One mechanism currently in favour is to encourage competition between the suppliers of healthcare. But will this work? The appeal is simple – competition works in the rest of the economy, so why not in healthcare?

Unfortunately for politicians, the simple appeal does not necessarily translate across sectors of the economy. There is, in fact, no strong theoretical support for competition in healthcare leading to better outcomes – the predictions of economic theory on this issue are quite ambiguous (Gaynor 2006). Yet, under certain conditions, theory models do support competition – this is when prices are fixed by government and hospitals compete in terms of quality.

Testing this theory is often difficult, because competition in healthcare markets is endogenous to quality. The presence of a high quality hospital may mean that competitors stay out of its market. Or hospitals which are cutting edge tend to be located in urban areas and also attract sicker patients. In both of these situations it will appear that competition is associated with lower quality. Dealing with this statistically is not easy without some kind of natural experiment, as case mix is very difficult to measure precisely.

The UK National Health Service is subject to frequent policy change as politicians use healthcare as part of their drive to win supporters. The last Labour administration introduced competition between healthcare providers as part of its drive to increase productivity in healthcare. In 2006 the government mandated that all patients must be offered the choice of five – and by 2008 any – hospital in the National Health Service for their treatment. In addition, the prices that hospitals could charge were fixed by the government in a “yardstick competition” type regime.

Evidence from a natural experiment

This policy change provides a natural experiment that researchers can exploit. Hospitals compete in geographical markets because patients prefer, among other things, to be treated closer to home. Hospitals thus vary in the extent to which they face competitive forces simply because of geography. Exploiting this fact allows researchers to look at outcomes pre- and post- competition policy across different markets.

In recent research along with Rodrigo Moreno-Serra (Gaynor et al. 2010), we look at all admissions to hospitals in the National Health Service – around 13 million admissions – pre- and post-policy. We find that hospitals located in areas where patients have more choice are of a higher clinical quality – as measured by lower death rates following admissions – and their patients stay in hospital for shorter periods compared with hospitals located in less competitive areas. What’s more, the hospitals in competitive markets have achieved this without increasing total operating costs or shedding staff. These findings suggest that the policy of choice and competition in healthcare can have benefits – quality in English hospitals in areas in which more competition is possible has risen without a commensurate increase in costs.

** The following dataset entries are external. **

use powerrs::{Block, CalculationConfig, ParseError, PowerRsError, Workout};
use std::io::Write;
use std::path::{Path, PathBuf};
use tempfile::Builder;

fn fixture(name: &str) -> PathBuf {
    PathBuf::from(env!("CARGO_MANIFEST_DIR"))
        .join("tests")
        .join("fixtures")
        .join(name)
}

#[test]
fn test_structured_workout_blocks() {
    let workout = Workout::from_file(&fixture("structured_workout.zwo")).unwrap();

    assert_eq!(workout.name.as_deref(), Some("Threshold Builder"));
    assert_eq!(workout.author.as_deref(), Some("powerrs"));
    assert!(workout.description.is_some());
    assert_eq!(
        workout.blocks(),
        &[
            Block::warmup(300, 0.5, 0.75),
            Block::steady_state(600, 0.75),
            Block::interval(4, 60, 1.2, 120, 0.55),
            Block::free_ride(300),
            Block::ramp(120, 0.6, 0.9),
            Block::cooldown(300, 0.7, 0.4),
        ]
    );
    assert_eq!(workout.planned_duration(), 2340);
    assert!(workout.metrics().is_none());
}

#[test]
fn test_structured_workout_metrics_at_ftp() {
    let workout = Workout::from_file(&fixture("structured_workout.zwo"))
        .unwrap()
        .with_ftp(250)
        .unwrap();
    let power = workout.activity().unwrap().power();

    assert_eq!(power.len(), 2040);
    assert_eq!(power[0], 125);
    assert_eq!(power[299], 187);
    assert_eq!(power[300], 188);
    assert_eq!(power[900], 300);
    assert_eq!(power[960], 138);
    assert_eq!(power[1619], 138);
    // Ramp starts right after the last interval; the free ride left no samples
    assert_eq!(power[1620], 150);
    assert_eq!(power[1740], 175);
    assert_eq!(*power.last().unwrap(), 100);

    let metrics = workout.metrics().unwrap();
    assert!((metrics.average_power - 177.26911764705883).abs() < 1e-9);
    assert_eq!(metrics.total_work, 361_629);
    assert_eq!(metrics.max_power, 300);
    assert_eq!(metrics.normalized_power, 197.0);
    assert!((metrics.intensity_factor - 0.788).abs() < 1e-12);
    assert!((metrics.training_stress_score - 35.18682666666667).abs() < 1e-9);
    assert!((metrics.variability_index - 1.1113046796578814).abs() < 1e-9);

    let profile: Vec<(u32, u16)> = metrics.power_profile.iter().map(|(&d, &p)| (d, p)).collect();
    assert_eq!(profile, vec![(5, 300), (60, 300), (300, 213), (1200, 195)]);
}

#[test]
fn test_workout_with_custom_config() {
    let config = CalculationConfig::from_toml_str(
        r#"
        [calculation]
        np_window_seconds = 10
        power_profile_durations = [30, 600]
        "#,
    )
    .unwrap();

    let workout = Workout::from_file(&fixture("structured_workout.zwo"))
        .unwrap()
        .with_config(config)
        .with_ftp(250)
        .unwrap();

    let profile = &workout.metrics().unwrap().power_profile;
    assert_eq!(profile.keys().copied().collect::<Vec<_>>(), vec![30, 600]);
    assert_eq!(workout.activity().unwrap().config().normalized_power.window_seconds, 10);
}

#[test]
fn test_unknown_block_type() {
    let err = Workout::from_file(&fixture("unknown_block.zwo")).unwrap_err();
    match err {
        PowerRsError::Parse(ParseError::MalformedInput { reason, .. }) => {
            assert_eq!(reason, "Unknown block type: MaxEffort");
        }
        other => panic!("expected malformed input, got {:?}", other),
    }
}

#[test]
fn test_unsupported_file_format() {
    let err = Workout::from_file(&fixture("unsupported_file_format.txt")).unwrap_err();
    assert!(err.to_string().contains("Unsupported file type: txt"));
}

#[test]
fn test_missing_workout_file() {
    let err = Workout::from_file(Path::new("file_that_does_not_exist.zwo")).unwrap_err();
    assert!(matches!(err, PowerRsError::Parse(ParseError::FileNotFound { .. })));
    assert!(err.to_string().contains("File not found"));
}

#[test]
fn test_workout_without_blocks() {
    let mut file = Builder::new().suffix(".zwo").tempfile().unwrap();
    file.write_all(b"<workout_file><name>Rest day</name><workout></workout></workout_file>")
        .unwrap();

    let workout = Workout::from_file(file.path()).unwrap().with_ftp(250).unwrap();
    assert!(workout.blocks().is_empty());
    assert!(workout.metrics().unwrap().is_empty());
}

fn zwo_file(content: &[u8]) -> tempfile::NamedTempFile {
    let mut file = Builder::new().suffix(".zwo").tempfile().unwrap();
    file.write_all(content).unwrap();
    file
}

#[test]
fn test_structurally_invalid_workout_files() {
    let cases: [&[u8]; 3] = [b"", b"not xml at all", b"<workout_file><workout>"];
    for content in cases {
        let file = zwo_file(content);
        let err = Workout::from_file(file.path()).unwrap_err();
        assert!(
            matches!(err, PowerRsError::Parse(ParseError::MalformedInput { .. })),
            "{:?} gave {:?}",
            String::from_utf8_lossy(content),
            err
        );
    }
}

#[test]
fn test_undecodable_workout_file_exists() {
    let file = zwo_file(b"\xff\xfe");
    let err = Workout::from_file(file.path()).unwrap_err();
    assert!(matches!(err, PowerRsError::Parse(ParseError::MalformedInput { .. })));
    assert!(!err.to_string().contains("File not found"));
}
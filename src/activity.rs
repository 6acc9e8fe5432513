//! Activity aggregate
//!
//! An [`Activity`] owns a validated timestamp series, the matching power
//! series, an optional FTP and the [`Metrics`] computed from them. Every
//! constructor validates the raw series before any metric is computed and
//! returns no activity at all when validation fails.

use std::path::Path;
use tracing::debug;

use crate::config::CalculationConfig;
use crate::curve::PowerCurveAnalyzer;
use crate::error::{Result, ValidationError};
use crate::import::ImportManager;
use crate::models::Metrics;
use crate::power::PowerAnalyzer;
use crate::synthesis;
use crate::workout::Workout;

#[derive(Debug, Clone)]
pub struct Activity {
    timestamps: Vec<u32>,
    power: Vec<u16>,
    ftp: Option<u16>,
    config: CalculationConfig,
    metrics: Metrics,
}

impl Activity {
    /// Build from raw series with the default calculation settings
    pub fn from_series(timestamps: Vec<i64>, power: Vec<i64>, ftp: Option<u16>) -> Result<Self> {
        Self::from_series_with_config(timestamps, power, ftp, CalculationConfig::default())
    }

    pub fn from_series_with_config(
        timestamps: Vec<i64>,
        power: Vec<i64>,
        ftp: Option<u16>,
        config: CalculationConfig,
    ) -> Result<Self> {
        config.validate()?;
        let (timestamps, power) = validate_series(&timestamps, &power)?;

        let mut activity = Self {
            timestamps,
            power,
            ftp,
            config,
            metrics: Metrics::default(),
        };
        activity.compute()?;
        Ok(activity)
    }

    /// Parse an activity file (`.fit`, `.csv`)
    pub fn from_file(path: &Path, ftp: Option<u16>) -> Result<Self> {
        Self::from_file_with_config(path, ftp, CalculationConfig::default())
    }

    pub fn from_file_with_config(
        path: &Path,
        ftp: Option<u16>,
        config: CalculationConfig,
    ) -> Result<Self> {
        let series = ImportManager::new().parse_activity_file(path)?;
        Self::from_series_with_config(series.timestamps, series.power, ftp, config)
    }

    /// Synthesize `workout` at `ftp`
    pub fn from_workout(workout: &Workout, ftp: u16) -> Result<Self> {
        synthesis::transform_workout_to_activity(workout, ftp)
    }

    /// Recompute every metric from the current series and FTP
    ///
    /// Runs in dependency order: duration, average power, normalized power,
    /// max power, intensity factor, training stress score, total work,
    /// variability index, power-duration curve, power profile.
    pub fn compute(&mut self) -> Result<&Metrics> {
        if self.power.is_empty() {
            debug!("empty activity, metrics left at zero");
            self.metrics = Metrics::default();
            return Ok(&self.metrics);
        }

        let power = &self.power;
        let duration = PowerAnalyzer::calculate_duration(&self.timestamps);
        let average_power = PowerAnalyzer::calculate_average_power(power);
        let normalized_power = PowerAnalyzer::calculate_normalized_power(
            power,
            self.config.normalized_power.window_seconds as usize,
        )?;
        let max_power = PowerAnalyzer::calculate_max_power(power)?;
        let intensity_factor = PowerAnalyzer::calculate_intensity_factor(normalized_power, self.ftp);
        let training_stress_score = PowerAnalyzer::calculate_training_stress_score(
            normalized_power,
            intensity_factor,
            self.ftp,
            duration.seconds,
        );
        let total_work = PowerAnalyzer::calculate_total_work(power);
        let variability_index =
            PowerAnalyzer::calculate_variability_index(normalized_power, average_power);
        let power_duration_curve = PowerCurveAnalyzer::calculate_power_duration_curve_with_threshold(
            power,
            self.config.parallel_curve_threshold,
        );
        let power_profile = PowerCurveAnalyzer::calculate_power_profile(
            &power_duration_curve,
            &self.config.power_profile_durations,
        );

        debug!(
            seconds = duration.seconds,
            average_power,
            normalized_power,
            ftp = ?self.ftp,
            "computed activity metrics"
        );

        self.metrics = Metrics {
            duration,
            average_power,
            normalized_power,
            max_power,
            intensity_factor,
            training_stress_score,
            total_work,
            variability_index,
            power_duration_curve,
            power_profile,
        };
        Ok(&self.metrics)
    }

    /// Change the FTP; metrics are stale until [`compute`](Self::compute) runs
    pub fn set_ftp(&mut self, ftp: Option<u16>) {
        self.ftp = ftp;
    }

    pub fn timestamps(&self) -> &[u32] {
        &self.timestamps
    }

    pub fn power(&self) -> &[u16] {
        &self.power
    }

    pub fn ftp(&self) -> Option<u16> {
        self.ftp
    }

    pub fn config(&self) -> &CalculationConfig {
        &self.config
    }

    pub fn metrics(&self) -> &Metrics {
        &self.metrics
    }
}

/// Check every timestamp, then every power sample, then the lengths
///
/// Timestamps must be positive, fit in 32 bits and strictly increase.
fn validate_series(
    timestamps: &[i64],
    power: &[i64],
) -> std::result::Result<(Vec<u32>, Vec<u16>), ValidationError> {
    let timestamps = timestamps
        .iter()
        .enumerate()
        .map(|(index, &value)| {
            if value <= 0 {
                return Err(ValidationError::NonPositiveTimestamp { index, value });
            }
            u32::try_from(value).map_err(|_| ValidationError::TimestampOutOfRange { index, value })
        })
        .collect::<std::result::Result<Vec<u32>, _>>()?;

    if let Some(index) = timestamps.windows(2).position(|pair| pair[1] <= pair[0]) {
        return Err(ValidationError::NonIncreasingTimestamp {
            index: index + 1,
            previous: timestamps[index] as i64,
            value: timestamps[index + 1] as i64,
        });
    }

    let power = power
        .iter()
        .enumerate()
        .map(|(index, &value)| {
            if value < 0 {
                return Err(ValidationError::NegativePower { index, value });
            }
            u16::try_from(value).map_err(|_| ValidationError::PowerOutOfRange { index, value })
        })
        .collect::<std::result::Result<Vec<u16>, _>>()?;

    if timestamps.len() != power.len() {
        return Err(ValidationError::LengthMismatch {
            timestamps: timestamps.len(),
            power: power.len(),
        });
    }

    Ok((timestamps, power))
}
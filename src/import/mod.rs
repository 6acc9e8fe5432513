//! File import for activities and workouts
//!
//! Activity parsers turn a recorded file into raw timestamp and power series,
//! which the [`Activity`](crate::Activity) constructors validate. Workout
//! parsers turn a structured workout file into a [`Workout`]. The
//! [`ImportManager`] picks the parser from the file extension.

use std::io;
use std::path::Path;
use tracing::{debug, info};

use crate::error::{ParseError, Result};
use crate::workout::Workout;

pub mod csv;
pub mod fit;
pub mod zwo;

/// Timestamp and power series as read from a file, not yet validated
#[derive(Debug, Clone, Default, PartialEq, Eq)]
pub struct RawSeries {
    pub timestamps: Vec<i64>,
    pub power: Vec<i64>,
}

impl RawSeries {
    pub fn len(&self) -> usize {
        self.power.len()
    }

    pub fn is_empty(&self) -> bool {
        self.power.is_empty()
    }
}

/// Reads recorded activity files
pub trait ActivityParser {
    /// Check if this parser can handle the given file
    fn can_parse(&self, file_path: &Path) -> bool;

    /// Read the timestamp and power series
    fn parse_file(&self, file_path: &Path) -> Result<RawSeries>;

    fn format_name(&self) -> &'static str;
}

/// Reads structured workout files
pub trait WorkoutParser {
    fn can_parse(&self, file_path: &Path) -> bool;

    /// Read the workout blocks
    fn parse_file(&self, file_path: &Path) -> Result<Workout>;

    fn format_name(&self) -> &'static str;
}

/// Manager for coordinating the activity and workout parsers
pub struct ImportManager {
    activity_parsers: Vec<Box<dyn ActivityParser>>,
    workout_parsers: Vec<Box<dyn WorkoutParser>>,
}

impl ImportManager {
    /// Create a new import manager with all available parsers
    pub fn new() -> Self {
        let activity_parsers: Vec<Box<dyn ActivityParser>> = vec![
            Box::new(fit::FitParser::new()),
            Box::new(csv::CsvParser::new()),
        ];
        let workout_parsers: Vec<Box<dyn WorkoutParser>> = vec![Box::new(zwo::ZwoParser::new())];

        Self {
            activity_parsers,
            workout_parsers,
        }
    }

    /// Parse an activity file, picking the parser from the extension
    pub fn parse_activity_file(&self, file_path: &Path) -> Result<RawSeries> {
        let parser = self
            .activity_parsers
            .iter()
            .find(|parser| parser.can_parse(file_path))
            .ok_or_else(|| unsupported(file_path))?;
        ensure_exists(file_path)?;

        info!(
            path = %file_path.display(),
            format = parser.format_name(),
            "parsing activity file"
        );
        let series = parser.parse_file(file_path)?;
        debug!(samples = series.len(), "activity file parsed");
        Ok(series)
    }

    /// Parse a workout file, picking the parser from the extension
    pub fn parse_workout_file(&self, file_path: &Path) -> Result<Workout> {
        let parser = self
            .workout_parsers
            .iter()
            .find(|parser| parser.can_parse(file_path))
            .ok_or_else(|| unsupported(file_path))?;
        ensure_exists(file_path)?;

        info!(
            path = %file_path.display(),
            format = parser.format_name(),
            "parsing workout file"
        );
        let workout = parser.parse_file(file_path)?;
        debug!(blocks = workout.blocks().len(), "workout file parsed");
        Ok(workout)
    }

    /// Check if any parser handles the given file
    pub fn can_import_file(&self, file_path: &Path) -> bool {
        self.activity_parsers.iter().any(|parser| parser.can_parse(file_path))
            || self.workout_parsers.iter().any(|parser| parser.can_parse(file_path))
    }
}

impl Default for ImportManager {
    fn default() -> Self {
        Self::new()
    }
}

/// Lower-cased extension of `file_path`, empty when there is none
pub(crate) fn extension(file_path: &Path) -> String {
    file_path
        .extension()
        .and_then(|ext| ext.to_str())
        .map(|ext| ext.to_lowercase())
        .unwrap_or_default()
}

pub(crate) fn has_extension(file_path: &Path, wanted: &str) -> bool {
    extension(file_path) == wanted
}

fn unsupported(file_path: &Path) -> ParseError {
    ParseError::UnsupportedFormat {
        format: extension(file_path),
    }
}

pub(crate) fn ensure_exists(file_path: &Path) -> std::result::Result<(), ParseError> {
    if file_path.is_file() {
        Ok(())
    } else {
        Err(ParseError::FileNotFound {
            path: file_path.to_path_buf(),
        })
    }
}

/// Map a failure to open or read `file_path`
///
/// Only a missing file is `FileNotFound`. Anything else on a file that
/// exists (permissions, a directory, undecodable bytes) is malformed input.
pub(crate) fn read_error(file_path: &Path, err: io::Error) -> ParseError {
    match err.kind() {
        io::ErrorKind::NotFound => ParseError::FileNotFound {
            path: file_path.to_path_buf(),
        },
        _ => ParseError::malformed(file_path, format!("Failed to read file: {}", err)),
    }
}
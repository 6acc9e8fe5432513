// Library interface for powerrs: cycling power metrics, power-duration
// curves and structured workout synthesis

pub mod activity;
pub mod athlete;
pub mod config;
pub mod curve;
pub mod error;
pub mod import;
pub mod logging;
pub mod models;
pub mod power;
pub mod synthesis;
pub mod workout;

// Re-export commonly used types for convenience
pub use activity::Activity;
pub use athlete::Athlete;
pub use config::{CalculationConfig, NormalizedPowerConfig};
pub use curve::PowerCurveAnalyzer;
pub use error::{CalculationError, ParseError, PowerRsError, Result, ValidationError};
pub use import::{ImportManager, RawSeries};
pub use logging::{init_logging, LogFormat, LogSettings};
pub use models::{Metrics, PowerProfile, SessionDuration};
pub use power::PowerAnalyzer;
pub use synthesis::{transform_workout_to_activity, WorkoutSynthesizer};
pub use workout::{Block, Workout};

One reason that the policy may be having this impact is the fact that prices are externally fixed. Research for the UK showed that when competition was introduced in the early 1990s in a regime that allowed hospitals to negotiate prices as well as quality there was a fall in clinical quality in more competitive areas. Waiting lists, however, declined for these hospitals. This is supported by economic intuition. Where quality is hard to observe, the elasticity of demand will be low. Waiting lists on the other hand are easy to observe. Buyers of healthcare will therefore have a greater elasticity of demand with respect to the latter than the former and so suppliers will tend to compete on the latter and on price, whilst shaving the less well observed clinical aspects of quality (Propper et al. 2008).

These results suggest that the details of the policy matter. Competition under fixed prices appears to have beneficial results while competition where hospitals bargain over price and quality does not. This in turn has policy implications for governments who are keen on introducing market forces to healthcare. If competition is to work, price regulation has to be retained. A free-for-all in prices would mean a return to the “internal market” of the 1990s, a regime in which hospitals competed vigorously on waiting times and ignored aspects of quality that are more difficult to measure. Another issue to be explored is the tendency of the UK government to merge failing hospitals. While mergers are popular with finance ministries in NHS-type systems because they remove what is often seen as “excess capacity” and ineffective management (Bloom et al. 2010), removing capacity by merger will limit the extent of competition and may stifle the impetus given by competitive forces to improve outcomes for patients.

References

Bloom, Nicolas, Carol Propper, Stephen Seiler, and John Van Reenen (2010), “The impact of competition on management quality: evidence from public hospitals”, NBER Working Paper 16032.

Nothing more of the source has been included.